Probabilistic Modeling of Long-Term Mass Loads from a Covered Dry-Stack Tailings Facility1

William M. Schafer2

Abstract: The Greens Creek Mine is an underground Zn/silver/lead/gold mine, lying partially within the Admiralty National Monument on northern Admiralty Island, Alaska. The mine is located approximately 18 miles southwest of the city of Juneau. The Greens Creek Mine began production in 1989. Mining was temporarily suspended from 1993 to July, 1996, but has continued to the present. The United States Forest Service recently completed an environmental review (EIS) of a planned expansion of the tailings facility submitted by Kennecott Greens Creek Mining Company. The quantity and quality of seepage from the tailings facility, and development of appropriate long-term water management strategies were key issues in the EIS. Three key alternatives considered in the EIS included:

• The proposed action would permit an increase in the size of the tailings disposal facility. Kennecott Greens Creek Mining Company (KGCMC) would continue its present method of generating whole tailings.

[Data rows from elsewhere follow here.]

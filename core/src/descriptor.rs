/// Connection descriptor codec: `<host>:<port>:<peerID>`
use crate::error::{Result, ShareError};
use std::fmt;
use std::str::FromStr;

const SEPARATOR: char = ':';

/// How to reach a peer. Only obtainable through [`ConnectionDescriptor::parse`]
/// or [`ConnectionDescriptor::new`], both of which validate every field.
#[derive(Debug, Clone, PartialEq, Eq, Hash)]
pub struct ConnectionDescriptor {
    host: String,
    port: u16,
    peer_id: String,
}

impl ConnectionDescriptor {
    /// Build a descriptor from already-separated parts
    pub fn new(host: &str, port: u16, peer_id: &str) -> Result<Self> {
        let host = validate_field("host", host)?;
        let peer_id = validate_field("peer id", peer_id)?;
        if port == 0 {
            return Err(ShareError::Format("port must be a positive integer".to_string()));
        }
        Ok(Self {
            host: host.to_string(),
            port,
            peer_id: peer_id.to_string(),
        })
    }

    /// Parse the canonical text form. Padded fields are rejected, so a
    /// descriptor that parses formats back to exactly `text`.
    pub fn parse(text: &str) -> Result<Self> {
        let fields: Vec<&str> = text.split(SEPARATOR).collect();
        if fields.len() != 3 {
            return Err(ShareError::Format(format!(
                "expected <host>:<port>:<peerID>, got {} field(s)",
                fields.len()
            )));
        }

        let port = parse_port(fields[1])?;
        Self::new(fields[0], port, fields[2])
    }

    pub fn host(&self) -> &str {
        &self.host
    }

    pub fn port(&self) -> u16 {
        self.port
    }

    pub fn peer_id(&self) -> &str {
        &self.peer_id
    }

    /// `host:port`, used to build request URLs
    pub fn authority(&self) -> String {
        format!("{}:{}", self.host, self.port)
    }
}

fn validate_field<'a>(name: &str, value: &'a str) -> Result<&'a str> {
    if value.trim().is_empty() {
        return Err(ShareError::Format(format!("{} must not be empty", name)));
    }
    if value.trim() != value {
        return Err(ShareError::Format(format!("{} must not be padded: {:?}", name, value)));
    }
    if !value.is_ascii() {
        return Err(ShareError::Format(format!("{} must be ASCII", name)));
    }
    if value.contains(SEPARATOR) {
        return Err(ShareError::Format(format!("{} must not contain ':'", name)));
    }
    Ok(value)
}

// Only canonical decimal is accepted so that formatting gives back the input.
fn parse_port(field: &str) -> Result<u16> {
    if field.is_empty() || !field.bytes().all(|b| b.is_ascii_digit()) {
        return Err(ShareError::Format(format!("invalid port: {:?}", field)));
    }
    if field.len() > 1 && field.starts_with('0') {
        return Err(ShareError::Format(format!("invalid port: {:?}", field)));
    }
    match field.parse::<u16>() {
        Ok(0) | Err(_) => Err(ShareError::Format(format!(
            "port must be between 1 and 65535, got {}",
            field
        ))),
        Ok(p) => Ok(p),
    }
}

impl fmt::Display for ConnectionDescriptor {
    fn fmt(&self, f: &mut fmt::Formatter<'_>) -> fmt::Result {
        write!(f, "{}{}{}{}{}", self.host, SEPARATOR, self.port, SEPARATOR, self.peer_id)
    }
}

impl FromStr for ConnectionDescriptor {
    type Err = ShareError;

    fn from_str(s: &str) -> Result<Self> {
        Self::parse(s)
    }
}

#[cfg(test)]
mod tests {
    use super::*;

    #[test]
    fn test_parse_ipv4_descriptor() {
        let d = ConnectionDescriptor::parse("127.0.0.1:9000:nodeABC").unwrap();
        assert_eq!(d.host(), "127.0.0.1");
        assert_eq!(d.port(), 9000);
        assert_eq!(d.peer_id(), "nodeABC");
        assert_eq!(d.to_string(), "127.0.0.1:9000:nodeABC");
    }

    #[test]
    fn test_round_trip() {
        for s in ["localhost:1:a", "10.0.0.7:65535:0c1f-77", "media.lan:8080:x"] {
            let d: ConnectionDescriptor = s.parse().unwrap();
            assert_eq!(d.to_string(), s);
            assert_eq!(ConnectionDescriptor::parse(&d.to_string()).unwrap(), d);
        }
    }

    #[test]
    fn test_rejects_padded_fields() {
        for s in [" host:80:peer", "host : 80:peer", "host:80 :peer", "host:80:peer ", "host:80:\tpeer"] {
            assert!(
                matches!(ConnectionDescriptor::parse(s), Err(ShareError::Format(_))),
                "{:?} should be rejected",
                s
            );
        }
        assert!(ConnectionDescriptor::new(" host", 80, "peer").is_err());
    }

    #[test]
    fn test_rejects_wrong_field_count() {
        assert!(matches!(ConnectionDescriptor::parse("host:80"), Err(ShareError::Format(_))));
        assert!(matches!(ConnectionDescriptor::parse("a:1:b:c"), Err(ShareError::Format(_))));
        assert!(matches!(ConnectionDescriptor::parse(""), Err(ShareError::Format(_))));
    }

    #[test]
    fn test_rejects_bad_ports() {
        for s in ["h:0:p", "h:-1:p", "h:65536:p", "h:+80:p", "h:080:p", "h:eighty:p", "h::p"] {
            assert!(
                matches!(ConnectionDescriptor::parse(s), Err(ShareError::Format(_))),
                "{} should be rejected",
                s
            );
        }
    }

    #[test]
    fn test_rejects_empty_fields() {
        assert!(ConnectionDescriptor::parse(":80:p").is_err());
        assert!(ConnectionDescriptor::parse("h:80:  ").is_err());
        assert!(ConnectionDescriptor::new("h", 0, "p").is_err());
        assert!(ConnectionDescriptor::new("", 1, "p").is_err());
    }

    #[test]
    fn test_rejects_non_ascii() {
        assert!(ConnectionDescriptor::parse("hôte:80:p").is_err());
    }
}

The tailings would be placed without chemical or biological additives. After cessation of milling an engineered cover would be placed over the tailings to reduce the flux of water and oxygen into the tailings.

• Addition of carbonates to tailings to insure long-term neutral pH • Addition of organic carbon to the pile to promote in situ sulfate reduction A stochastic predictive model was developed to estimate long-term chemical mass

loads that may be generated from the dry-stack tailings. The model utilized empirical water quality data and cover performance monitoring and modeling to simulate the long-term geochemistry and hydrology of the tailings.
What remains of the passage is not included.